▶ **DIRECTIONS**
In the records below, find the line containing "error with context" and the line containing "an on-disk entry"; please repeat exactly the lines from one to the other, both included, and nothing more.

--- SUPPLIED RECORDS Enclosed Below ---

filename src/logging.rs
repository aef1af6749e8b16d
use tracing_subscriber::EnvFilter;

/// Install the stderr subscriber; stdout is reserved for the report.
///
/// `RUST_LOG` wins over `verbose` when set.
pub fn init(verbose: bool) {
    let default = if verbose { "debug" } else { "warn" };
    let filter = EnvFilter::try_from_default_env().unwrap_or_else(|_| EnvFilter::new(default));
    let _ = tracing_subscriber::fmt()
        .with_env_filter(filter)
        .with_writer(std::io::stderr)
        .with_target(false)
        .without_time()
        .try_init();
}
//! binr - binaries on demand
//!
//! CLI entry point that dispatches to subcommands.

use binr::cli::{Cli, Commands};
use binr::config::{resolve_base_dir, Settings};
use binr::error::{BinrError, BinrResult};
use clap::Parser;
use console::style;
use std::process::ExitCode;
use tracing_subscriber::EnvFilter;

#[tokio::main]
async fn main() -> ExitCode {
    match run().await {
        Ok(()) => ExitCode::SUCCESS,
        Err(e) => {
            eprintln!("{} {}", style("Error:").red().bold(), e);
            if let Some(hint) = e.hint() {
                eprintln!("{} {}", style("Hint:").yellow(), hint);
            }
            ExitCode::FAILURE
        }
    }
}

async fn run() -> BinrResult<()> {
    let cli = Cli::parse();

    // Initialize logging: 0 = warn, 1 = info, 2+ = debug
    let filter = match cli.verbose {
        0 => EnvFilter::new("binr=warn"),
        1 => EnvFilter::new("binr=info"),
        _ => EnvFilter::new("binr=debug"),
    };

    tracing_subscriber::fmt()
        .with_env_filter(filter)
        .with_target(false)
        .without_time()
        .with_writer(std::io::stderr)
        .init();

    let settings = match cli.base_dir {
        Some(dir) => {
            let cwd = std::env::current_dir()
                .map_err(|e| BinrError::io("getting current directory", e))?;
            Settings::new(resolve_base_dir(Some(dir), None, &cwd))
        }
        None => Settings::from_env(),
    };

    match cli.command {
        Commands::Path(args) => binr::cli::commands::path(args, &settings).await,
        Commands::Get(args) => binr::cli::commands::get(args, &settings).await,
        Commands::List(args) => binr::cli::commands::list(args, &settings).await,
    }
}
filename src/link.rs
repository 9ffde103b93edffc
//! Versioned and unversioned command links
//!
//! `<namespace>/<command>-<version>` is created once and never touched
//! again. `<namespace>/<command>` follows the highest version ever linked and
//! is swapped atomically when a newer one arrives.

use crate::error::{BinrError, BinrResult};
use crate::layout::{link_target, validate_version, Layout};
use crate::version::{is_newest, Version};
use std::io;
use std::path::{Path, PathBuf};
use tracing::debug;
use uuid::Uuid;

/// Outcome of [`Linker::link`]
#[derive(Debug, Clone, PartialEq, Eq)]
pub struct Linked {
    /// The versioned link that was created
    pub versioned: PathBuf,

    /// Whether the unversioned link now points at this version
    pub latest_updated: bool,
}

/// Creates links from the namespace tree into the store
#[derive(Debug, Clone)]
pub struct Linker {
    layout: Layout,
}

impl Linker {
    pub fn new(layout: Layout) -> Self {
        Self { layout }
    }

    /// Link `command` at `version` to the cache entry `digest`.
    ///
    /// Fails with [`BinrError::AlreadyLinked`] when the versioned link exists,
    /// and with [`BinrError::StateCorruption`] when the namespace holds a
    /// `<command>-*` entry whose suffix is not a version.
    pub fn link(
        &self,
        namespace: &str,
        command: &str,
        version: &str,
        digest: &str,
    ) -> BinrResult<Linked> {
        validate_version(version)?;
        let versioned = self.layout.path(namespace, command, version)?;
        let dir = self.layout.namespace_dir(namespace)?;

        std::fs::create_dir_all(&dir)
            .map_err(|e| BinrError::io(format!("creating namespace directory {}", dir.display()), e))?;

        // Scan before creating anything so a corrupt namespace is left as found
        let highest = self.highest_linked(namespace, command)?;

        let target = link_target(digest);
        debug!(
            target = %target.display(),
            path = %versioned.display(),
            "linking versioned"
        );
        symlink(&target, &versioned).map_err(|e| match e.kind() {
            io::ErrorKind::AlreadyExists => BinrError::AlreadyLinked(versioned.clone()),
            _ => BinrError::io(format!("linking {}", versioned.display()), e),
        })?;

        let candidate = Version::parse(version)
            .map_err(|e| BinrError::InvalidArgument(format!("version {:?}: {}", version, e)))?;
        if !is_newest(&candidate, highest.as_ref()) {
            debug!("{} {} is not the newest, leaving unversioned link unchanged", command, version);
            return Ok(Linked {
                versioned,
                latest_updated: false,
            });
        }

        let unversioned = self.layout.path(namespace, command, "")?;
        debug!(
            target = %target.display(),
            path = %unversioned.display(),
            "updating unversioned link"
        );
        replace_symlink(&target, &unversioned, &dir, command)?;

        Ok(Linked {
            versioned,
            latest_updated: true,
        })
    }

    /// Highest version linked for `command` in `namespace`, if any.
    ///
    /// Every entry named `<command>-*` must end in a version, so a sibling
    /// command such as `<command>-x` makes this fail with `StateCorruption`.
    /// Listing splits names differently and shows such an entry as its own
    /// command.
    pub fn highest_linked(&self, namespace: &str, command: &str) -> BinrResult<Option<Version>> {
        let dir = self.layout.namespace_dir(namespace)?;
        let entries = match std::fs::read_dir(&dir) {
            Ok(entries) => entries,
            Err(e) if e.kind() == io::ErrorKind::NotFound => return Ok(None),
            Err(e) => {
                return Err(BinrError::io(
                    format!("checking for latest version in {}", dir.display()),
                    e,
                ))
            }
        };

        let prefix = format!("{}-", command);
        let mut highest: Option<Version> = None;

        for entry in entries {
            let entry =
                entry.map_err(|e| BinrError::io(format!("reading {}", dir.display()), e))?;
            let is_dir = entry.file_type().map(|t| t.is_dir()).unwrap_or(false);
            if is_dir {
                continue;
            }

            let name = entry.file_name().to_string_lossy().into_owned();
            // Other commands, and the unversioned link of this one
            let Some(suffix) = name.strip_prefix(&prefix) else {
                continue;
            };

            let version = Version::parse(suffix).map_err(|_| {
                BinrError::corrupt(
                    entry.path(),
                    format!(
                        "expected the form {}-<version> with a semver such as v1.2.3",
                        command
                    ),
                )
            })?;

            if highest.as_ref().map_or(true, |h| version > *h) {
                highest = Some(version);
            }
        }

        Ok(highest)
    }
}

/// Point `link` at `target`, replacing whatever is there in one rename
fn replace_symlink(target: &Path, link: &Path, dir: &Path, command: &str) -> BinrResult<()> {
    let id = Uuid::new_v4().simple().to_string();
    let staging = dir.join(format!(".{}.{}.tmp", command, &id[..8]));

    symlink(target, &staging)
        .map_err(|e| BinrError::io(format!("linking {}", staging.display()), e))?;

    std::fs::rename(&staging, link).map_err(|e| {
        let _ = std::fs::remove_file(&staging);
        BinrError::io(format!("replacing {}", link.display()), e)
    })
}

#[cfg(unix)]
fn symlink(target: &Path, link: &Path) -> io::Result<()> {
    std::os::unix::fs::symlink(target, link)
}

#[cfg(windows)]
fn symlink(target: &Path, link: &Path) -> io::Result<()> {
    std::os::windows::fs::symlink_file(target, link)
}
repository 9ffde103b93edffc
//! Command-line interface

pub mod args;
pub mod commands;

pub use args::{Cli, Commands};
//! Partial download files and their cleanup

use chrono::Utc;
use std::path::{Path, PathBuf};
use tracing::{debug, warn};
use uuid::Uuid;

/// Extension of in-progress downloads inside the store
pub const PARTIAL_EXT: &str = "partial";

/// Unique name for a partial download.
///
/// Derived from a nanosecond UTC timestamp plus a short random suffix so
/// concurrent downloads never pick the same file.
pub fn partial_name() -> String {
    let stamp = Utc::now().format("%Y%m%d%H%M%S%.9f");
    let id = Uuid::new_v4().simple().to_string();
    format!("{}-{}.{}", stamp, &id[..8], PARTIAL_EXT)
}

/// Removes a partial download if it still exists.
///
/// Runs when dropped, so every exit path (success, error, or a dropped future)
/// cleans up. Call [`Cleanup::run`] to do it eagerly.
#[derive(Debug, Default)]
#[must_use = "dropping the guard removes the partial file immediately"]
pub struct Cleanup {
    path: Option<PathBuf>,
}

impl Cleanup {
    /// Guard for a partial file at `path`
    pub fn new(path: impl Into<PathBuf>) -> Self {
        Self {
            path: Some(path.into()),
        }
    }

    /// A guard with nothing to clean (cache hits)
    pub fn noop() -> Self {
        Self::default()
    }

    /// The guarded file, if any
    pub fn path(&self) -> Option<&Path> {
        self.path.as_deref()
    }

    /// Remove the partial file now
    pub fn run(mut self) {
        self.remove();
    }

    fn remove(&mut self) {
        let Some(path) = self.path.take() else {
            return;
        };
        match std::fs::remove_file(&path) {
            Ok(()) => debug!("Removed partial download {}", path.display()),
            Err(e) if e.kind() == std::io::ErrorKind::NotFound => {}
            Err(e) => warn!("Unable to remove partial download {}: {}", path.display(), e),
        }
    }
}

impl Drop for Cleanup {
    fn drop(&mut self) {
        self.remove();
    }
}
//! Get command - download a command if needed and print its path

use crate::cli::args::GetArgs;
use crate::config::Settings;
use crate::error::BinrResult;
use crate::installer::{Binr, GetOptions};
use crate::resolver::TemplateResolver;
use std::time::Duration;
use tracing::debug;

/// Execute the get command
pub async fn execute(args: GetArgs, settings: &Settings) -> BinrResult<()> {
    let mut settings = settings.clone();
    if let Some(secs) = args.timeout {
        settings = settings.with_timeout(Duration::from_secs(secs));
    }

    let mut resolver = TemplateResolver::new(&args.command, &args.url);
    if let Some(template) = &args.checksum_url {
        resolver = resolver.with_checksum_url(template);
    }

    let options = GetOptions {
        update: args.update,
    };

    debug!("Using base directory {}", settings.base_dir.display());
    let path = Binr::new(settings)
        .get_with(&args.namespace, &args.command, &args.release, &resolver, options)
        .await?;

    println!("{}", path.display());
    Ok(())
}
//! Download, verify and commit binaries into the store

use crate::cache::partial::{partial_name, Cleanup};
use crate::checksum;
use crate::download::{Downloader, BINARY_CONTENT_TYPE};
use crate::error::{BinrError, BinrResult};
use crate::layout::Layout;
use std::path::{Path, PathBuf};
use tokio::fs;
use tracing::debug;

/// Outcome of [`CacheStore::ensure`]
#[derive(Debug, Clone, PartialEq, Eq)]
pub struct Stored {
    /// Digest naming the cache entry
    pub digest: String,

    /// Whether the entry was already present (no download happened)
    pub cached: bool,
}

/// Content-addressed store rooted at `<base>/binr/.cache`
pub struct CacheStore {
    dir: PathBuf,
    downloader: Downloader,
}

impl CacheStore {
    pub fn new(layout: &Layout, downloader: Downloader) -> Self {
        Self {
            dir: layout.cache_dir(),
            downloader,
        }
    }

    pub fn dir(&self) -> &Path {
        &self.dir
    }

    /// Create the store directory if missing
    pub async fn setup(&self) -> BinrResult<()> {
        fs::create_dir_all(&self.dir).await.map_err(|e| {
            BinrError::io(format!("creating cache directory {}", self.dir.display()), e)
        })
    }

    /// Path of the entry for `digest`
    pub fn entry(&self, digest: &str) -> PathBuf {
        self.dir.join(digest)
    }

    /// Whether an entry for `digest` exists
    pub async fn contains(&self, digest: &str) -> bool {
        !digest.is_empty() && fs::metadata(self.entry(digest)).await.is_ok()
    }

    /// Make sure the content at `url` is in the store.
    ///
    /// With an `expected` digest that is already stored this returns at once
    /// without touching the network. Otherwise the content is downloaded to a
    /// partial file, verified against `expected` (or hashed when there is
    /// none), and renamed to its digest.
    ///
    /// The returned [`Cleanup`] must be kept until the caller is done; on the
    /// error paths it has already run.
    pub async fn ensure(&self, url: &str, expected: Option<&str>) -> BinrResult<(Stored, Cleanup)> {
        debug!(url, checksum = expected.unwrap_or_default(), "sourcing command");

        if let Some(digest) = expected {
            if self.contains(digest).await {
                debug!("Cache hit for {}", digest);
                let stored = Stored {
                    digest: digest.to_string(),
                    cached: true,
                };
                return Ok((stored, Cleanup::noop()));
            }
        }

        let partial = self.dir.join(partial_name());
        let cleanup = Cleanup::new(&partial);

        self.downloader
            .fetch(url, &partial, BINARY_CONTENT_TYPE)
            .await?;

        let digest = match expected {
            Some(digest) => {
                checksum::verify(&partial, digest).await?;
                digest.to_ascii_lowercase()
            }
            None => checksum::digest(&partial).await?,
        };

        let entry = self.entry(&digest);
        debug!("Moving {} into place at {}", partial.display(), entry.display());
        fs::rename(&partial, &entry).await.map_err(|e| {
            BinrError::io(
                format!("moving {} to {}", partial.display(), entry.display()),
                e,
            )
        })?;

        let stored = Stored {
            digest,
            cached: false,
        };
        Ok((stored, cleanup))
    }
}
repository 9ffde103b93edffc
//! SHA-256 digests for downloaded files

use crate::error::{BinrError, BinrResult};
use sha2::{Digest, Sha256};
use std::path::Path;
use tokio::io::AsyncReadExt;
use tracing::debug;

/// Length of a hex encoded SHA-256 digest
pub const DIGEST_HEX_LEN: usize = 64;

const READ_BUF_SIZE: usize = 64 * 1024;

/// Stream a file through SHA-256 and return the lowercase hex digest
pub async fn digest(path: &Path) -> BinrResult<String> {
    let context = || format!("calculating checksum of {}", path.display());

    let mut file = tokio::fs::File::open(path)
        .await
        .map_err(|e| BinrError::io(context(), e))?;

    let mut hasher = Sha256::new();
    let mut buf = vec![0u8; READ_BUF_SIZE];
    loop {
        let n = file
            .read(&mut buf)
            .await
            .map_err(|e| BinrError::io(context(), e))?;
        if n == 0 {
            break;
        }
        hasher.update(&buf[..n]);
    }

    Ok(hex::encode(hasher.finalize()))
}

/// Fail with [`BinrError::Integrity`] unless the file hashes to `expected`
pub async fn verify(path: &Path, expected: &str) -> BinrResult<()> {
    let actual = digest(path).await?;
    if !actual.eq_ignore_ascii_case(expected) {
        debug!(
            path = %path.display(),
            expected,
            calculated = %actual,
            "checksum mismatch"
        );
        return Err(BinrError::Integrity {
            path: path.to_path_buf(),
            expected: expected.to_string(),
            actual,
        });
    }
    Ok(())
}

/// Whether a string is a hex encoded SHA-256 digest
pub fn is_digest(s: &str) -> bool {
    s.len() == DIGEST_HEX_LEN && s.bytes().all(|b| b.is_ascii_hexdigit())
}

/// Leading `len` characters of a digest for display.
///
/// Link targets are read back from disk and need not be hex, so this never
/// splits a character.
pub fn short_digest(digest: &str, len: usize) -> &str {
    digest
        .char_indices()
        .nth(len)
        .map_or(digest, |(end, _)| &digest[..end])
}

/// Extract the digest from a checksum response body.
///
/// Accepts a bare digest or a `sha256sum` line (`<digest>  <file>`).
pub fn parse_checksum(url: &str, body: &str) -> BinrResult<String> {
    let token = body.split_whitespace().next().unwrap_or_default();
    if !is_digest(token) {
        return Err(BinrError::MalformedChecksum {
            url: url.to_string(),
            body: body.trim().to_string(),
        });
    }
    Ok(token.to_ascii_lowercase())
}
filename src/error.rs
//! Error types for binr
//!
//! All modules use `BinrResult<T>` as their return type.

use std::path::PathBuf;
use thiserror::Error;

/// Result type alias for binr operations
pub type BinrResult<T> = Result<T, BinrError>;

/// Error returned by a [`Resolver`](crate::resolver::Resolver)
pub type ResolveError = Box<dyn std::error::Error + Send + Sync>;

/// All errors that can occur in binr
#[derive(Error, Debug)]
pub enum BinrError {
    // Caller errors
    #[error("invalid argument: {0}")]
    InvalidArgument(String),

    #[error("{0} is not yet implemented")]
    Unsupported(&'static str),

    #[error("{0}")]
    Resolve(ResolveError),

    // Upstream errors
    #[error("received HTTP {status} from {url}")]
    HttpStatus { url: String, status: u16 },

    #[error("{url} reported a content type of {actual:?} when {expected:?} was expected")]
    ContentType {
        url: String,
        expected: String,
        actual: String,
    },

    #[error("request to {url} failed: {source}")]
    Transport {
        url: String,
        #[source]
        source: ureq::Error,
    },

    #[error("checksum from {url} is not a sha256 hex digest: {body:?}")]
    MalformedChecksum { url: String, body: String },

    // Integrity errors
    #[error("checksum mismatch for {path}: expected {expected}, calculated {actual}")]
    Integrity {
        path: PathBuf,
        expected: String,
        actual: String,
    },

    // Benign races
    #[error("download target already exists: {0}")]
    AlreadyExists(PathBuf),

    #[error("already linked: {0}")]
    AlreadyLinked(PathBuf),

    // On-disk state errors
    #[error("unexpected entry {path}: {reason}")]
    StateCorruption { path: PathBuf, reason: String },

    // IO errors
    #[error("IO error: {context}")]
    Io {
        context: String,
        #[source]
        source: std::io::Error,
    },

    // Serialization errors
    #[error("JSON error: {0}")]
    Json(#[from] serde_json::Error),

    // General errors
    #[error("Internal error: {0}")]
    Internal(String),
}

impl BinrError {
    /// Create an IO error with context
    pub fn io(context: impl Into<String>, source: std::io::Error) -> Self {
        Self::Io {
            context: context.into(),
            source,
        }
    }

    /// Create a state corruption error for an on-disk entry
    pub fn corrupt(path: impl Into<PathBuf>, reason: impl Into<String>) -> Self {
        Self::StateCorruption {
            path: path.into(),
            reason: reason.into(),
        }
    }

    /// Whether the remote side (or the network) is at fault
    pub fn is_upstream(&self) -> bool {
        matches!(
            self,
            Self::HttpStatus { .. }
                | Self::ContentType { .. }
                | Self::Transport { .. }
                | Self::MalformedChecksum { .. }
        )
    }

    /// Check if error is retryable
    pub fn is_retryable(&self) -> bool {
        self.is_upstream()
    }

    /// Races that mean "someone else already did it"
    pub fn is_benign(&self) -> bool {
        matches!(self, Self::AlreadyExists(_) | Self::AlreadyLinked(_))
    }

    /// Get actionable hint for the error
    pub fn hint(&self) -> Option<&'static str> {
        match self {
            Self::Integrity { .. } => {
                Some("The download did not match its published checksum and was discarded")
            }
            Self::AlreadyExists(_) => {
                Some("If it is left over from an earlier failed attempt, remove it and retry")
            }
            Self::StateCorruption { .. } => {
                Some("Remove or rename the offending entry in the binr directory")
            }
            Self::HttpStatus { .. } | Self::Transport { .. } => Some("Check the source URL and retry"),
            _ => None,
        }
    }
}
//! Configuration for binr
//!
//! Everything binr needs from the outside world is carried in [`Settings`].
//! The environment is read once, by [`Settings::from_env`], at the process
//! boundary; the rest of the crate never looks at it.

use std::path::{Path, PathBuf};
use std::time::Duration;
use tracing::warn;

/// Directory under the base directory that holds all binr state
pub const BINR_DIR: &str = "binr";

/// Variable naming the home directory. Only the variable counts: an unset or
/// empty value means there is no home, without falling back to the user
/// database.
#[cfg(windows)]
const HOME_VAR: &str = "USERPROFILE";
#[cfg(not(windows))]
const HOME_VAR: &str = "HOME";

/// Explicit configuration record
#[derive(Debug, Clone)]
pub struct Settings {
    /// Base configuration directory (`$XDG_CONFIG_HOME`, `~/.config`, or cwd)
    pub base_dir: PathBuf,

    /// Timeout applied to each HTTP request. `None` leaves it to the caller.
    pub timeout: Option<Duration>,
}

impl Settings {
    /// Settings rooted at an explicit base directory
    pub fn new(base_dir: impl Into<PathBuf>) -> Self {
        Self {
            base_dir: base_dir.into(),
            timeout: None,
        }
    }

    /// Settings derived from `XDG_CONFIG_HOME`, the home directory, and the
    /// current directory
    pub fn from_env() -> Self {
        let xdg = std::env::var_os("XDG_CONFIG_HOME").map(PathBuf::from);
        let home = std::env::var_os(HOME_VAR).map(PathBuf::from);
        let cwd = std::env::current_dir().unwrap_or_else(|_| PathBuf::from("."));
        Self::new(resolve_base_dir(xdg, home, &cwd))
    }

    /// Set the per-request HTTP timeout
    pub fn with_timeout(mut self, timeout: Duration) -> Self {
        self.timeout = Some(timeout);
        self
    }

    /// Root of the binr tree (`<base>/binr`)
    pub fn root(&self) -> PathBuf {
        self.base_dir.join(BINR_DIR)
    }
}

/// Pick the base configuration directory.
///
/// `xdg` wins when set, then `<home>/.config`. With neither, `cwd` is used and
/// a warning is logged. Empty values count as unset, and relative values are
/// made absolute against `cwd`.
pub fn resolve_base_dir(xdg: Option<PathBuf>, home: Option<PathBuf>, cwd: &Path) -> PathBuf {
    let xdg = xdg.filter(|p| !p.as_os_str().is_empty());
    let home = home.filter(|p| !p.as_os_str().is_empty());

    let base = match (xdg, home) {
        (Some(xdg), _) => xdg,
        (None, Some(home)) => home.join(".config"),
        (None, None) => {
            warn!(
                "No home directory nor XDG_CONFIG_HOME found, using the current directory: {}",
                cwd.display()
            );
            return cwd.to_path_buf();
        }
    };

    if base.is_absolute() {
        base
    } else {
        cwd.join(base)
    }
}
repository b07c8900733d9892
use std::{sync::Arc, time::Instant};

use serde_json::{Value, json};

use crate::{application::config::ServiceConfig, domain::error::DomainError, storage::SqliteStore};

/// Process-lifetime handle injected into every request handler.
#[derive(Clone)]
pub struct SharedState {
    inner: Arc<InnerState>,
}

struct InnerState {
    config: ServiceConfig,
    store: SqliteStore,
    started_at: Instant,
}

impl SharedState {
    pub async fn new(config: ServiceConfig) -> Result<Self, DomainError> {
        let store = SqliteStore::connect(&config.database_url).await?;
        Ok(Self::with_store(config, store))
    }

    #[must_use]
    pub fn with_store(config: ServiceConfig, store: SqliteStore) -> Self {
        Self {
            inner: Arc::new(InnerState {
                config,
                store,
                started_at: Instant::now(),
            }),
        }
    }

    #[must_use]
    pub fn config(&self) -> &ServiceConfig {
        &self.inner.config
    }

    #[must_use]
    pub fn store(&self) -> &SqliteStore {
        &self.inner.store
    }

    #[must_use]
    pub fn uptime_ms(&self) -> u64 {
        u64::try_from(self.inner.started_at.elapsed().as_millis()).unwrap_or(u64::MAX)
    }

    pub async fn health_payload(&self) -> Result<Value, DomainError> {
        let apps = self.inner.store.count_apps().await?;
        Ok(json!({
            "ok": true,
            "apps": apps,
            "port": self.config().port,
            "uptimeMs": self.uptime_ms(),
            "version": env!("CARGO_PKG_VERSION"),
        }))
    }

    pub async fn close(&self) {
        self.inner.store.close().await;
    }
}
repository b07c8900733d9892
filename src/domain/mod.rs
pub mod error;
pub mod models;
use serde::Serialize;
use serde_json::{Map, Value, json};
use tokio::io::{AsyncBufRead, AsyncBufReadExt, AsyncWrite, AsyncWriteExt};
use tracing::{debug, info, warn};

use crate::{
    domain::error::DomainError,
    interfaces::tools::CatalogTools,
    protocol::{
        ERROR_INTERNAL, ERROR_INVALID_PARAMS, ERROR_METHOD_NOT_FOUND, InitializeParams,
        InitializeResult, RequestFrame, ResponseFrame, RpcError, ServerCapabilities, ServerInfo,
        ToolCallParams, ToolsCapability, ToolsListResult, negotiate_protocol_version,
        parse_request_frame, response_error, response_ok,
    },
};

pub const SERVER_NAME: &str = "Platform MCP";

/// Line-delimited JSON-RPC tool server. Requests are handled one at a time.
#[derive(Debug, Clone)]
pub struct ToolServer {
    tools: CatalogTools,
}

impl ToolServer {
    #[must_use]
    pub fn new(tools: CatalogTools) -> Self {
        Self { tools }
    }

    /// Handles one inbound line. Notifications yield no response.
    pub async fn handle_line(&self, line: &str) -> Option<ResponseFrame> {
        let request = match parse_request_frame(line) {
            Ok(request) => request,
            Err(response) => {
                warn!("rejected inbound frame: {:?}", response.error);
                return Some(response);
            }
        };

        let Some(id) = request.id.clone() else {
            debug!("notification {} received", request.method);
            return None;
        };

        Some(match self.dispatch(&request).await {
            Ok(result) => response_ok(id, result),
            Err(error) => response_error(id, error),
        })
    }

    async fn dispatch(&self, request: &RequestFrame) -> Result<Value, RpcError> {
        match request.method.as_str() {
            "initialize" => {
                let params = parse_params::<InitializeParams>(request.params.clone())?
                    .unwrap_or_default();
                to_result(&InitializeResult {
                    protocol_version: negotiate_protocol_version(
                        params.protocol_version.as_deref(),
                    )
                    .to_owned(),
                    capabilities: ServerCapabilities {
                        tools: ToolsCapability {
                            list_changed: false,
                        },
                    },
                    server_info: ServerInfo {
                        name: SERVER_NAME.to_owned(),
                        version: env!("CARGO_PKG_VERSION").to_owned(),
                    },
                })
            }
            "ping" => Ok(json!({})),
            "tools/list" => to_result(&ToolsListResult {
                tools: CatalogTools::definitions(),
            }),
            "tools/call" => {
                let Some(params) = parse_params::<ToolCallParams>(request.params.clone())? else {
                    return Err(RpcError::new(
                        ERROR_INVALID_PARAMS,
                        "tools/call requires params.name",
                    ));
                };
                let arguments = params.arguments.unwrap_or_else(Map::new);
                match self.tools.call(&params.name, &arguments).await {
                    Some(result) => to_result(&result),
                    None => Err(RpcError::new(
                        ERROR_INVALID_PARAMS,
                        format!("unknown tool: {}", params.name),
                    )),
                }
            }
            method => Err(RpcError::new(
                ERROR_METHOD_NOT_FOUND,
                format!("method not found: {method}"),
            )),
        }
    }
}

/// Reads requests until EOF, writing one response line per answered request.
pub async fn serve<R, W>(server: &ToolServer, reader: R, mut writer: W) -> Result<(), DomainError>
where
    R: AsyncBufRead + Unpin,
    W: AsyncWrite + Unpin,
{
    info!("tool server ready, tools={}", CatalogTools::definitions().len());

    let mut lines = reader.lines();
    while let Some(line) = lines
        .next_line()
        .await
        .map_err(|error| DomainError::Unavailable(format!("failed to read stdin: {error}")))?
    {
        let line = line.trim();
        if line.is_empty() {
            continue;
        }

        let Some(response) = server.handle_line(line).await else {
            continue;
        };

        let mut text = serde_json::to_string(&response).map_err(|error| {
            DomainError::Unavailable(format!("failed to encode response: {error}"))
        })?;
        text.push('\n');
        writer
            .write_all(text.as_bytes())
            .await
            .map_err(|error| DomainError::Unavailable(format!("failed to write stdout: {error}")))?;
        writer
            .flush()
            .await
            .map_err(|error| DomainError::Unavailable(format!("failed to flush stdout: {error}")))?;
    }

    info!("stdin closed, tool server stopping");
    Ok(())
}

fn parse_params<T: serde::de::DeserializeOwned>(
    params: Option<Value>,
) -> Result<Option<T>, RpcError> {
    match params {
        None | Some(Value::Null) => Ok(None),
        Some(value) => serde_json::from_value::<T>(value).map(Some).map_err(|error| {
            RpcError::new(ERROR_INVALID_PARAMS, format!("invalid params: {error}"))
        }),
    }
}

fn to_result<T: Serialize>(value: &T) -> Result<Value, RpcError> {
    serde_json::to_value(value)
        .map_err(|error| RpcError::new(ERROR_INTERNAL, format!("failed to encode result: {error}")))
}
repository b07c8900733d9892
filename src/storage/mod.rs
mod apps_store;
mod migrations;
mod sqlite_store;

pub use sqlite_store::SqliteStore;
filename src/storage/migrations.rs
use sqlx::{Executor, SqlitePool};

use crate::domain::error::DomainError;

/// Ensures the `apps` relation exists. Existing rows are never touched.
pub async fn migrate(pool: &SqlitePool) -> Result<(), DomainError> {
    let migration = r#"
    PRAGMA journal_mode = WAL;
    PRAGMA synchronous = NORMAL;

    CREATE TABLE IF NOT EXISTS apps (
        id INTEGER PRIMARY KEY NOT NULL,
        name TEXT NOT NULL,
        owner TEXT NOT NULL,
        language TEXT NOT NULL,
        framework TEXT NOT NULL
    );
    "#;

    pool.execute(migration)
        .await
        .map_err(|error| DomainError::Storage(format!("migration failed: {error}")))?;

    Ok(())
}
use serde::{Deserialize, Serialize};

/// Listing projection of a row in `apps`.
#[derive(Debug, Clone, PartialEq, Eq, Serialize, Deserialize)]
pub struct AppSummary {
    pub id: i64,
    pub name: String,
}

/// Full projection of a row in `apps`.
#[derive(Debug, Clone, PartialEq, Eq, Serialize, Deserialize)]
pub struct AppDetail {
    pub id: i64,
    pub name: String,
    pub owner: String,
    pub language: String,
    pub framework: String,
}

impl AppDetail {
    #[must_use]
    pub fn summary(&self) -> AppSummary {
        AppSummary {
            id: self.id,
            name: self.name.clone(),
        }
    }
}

--- End of Enclosed SUPPLIED RECORDS ---

▶ **ANSWER**
    /// Create an IO error with context
    pub fn io(context: impl Into<String>, source: std::io::Error) -> Self {
        Self::Io {
            context: context.into(),
            source,
        }
    }

    /// Create a state corruption error for an on-disk entry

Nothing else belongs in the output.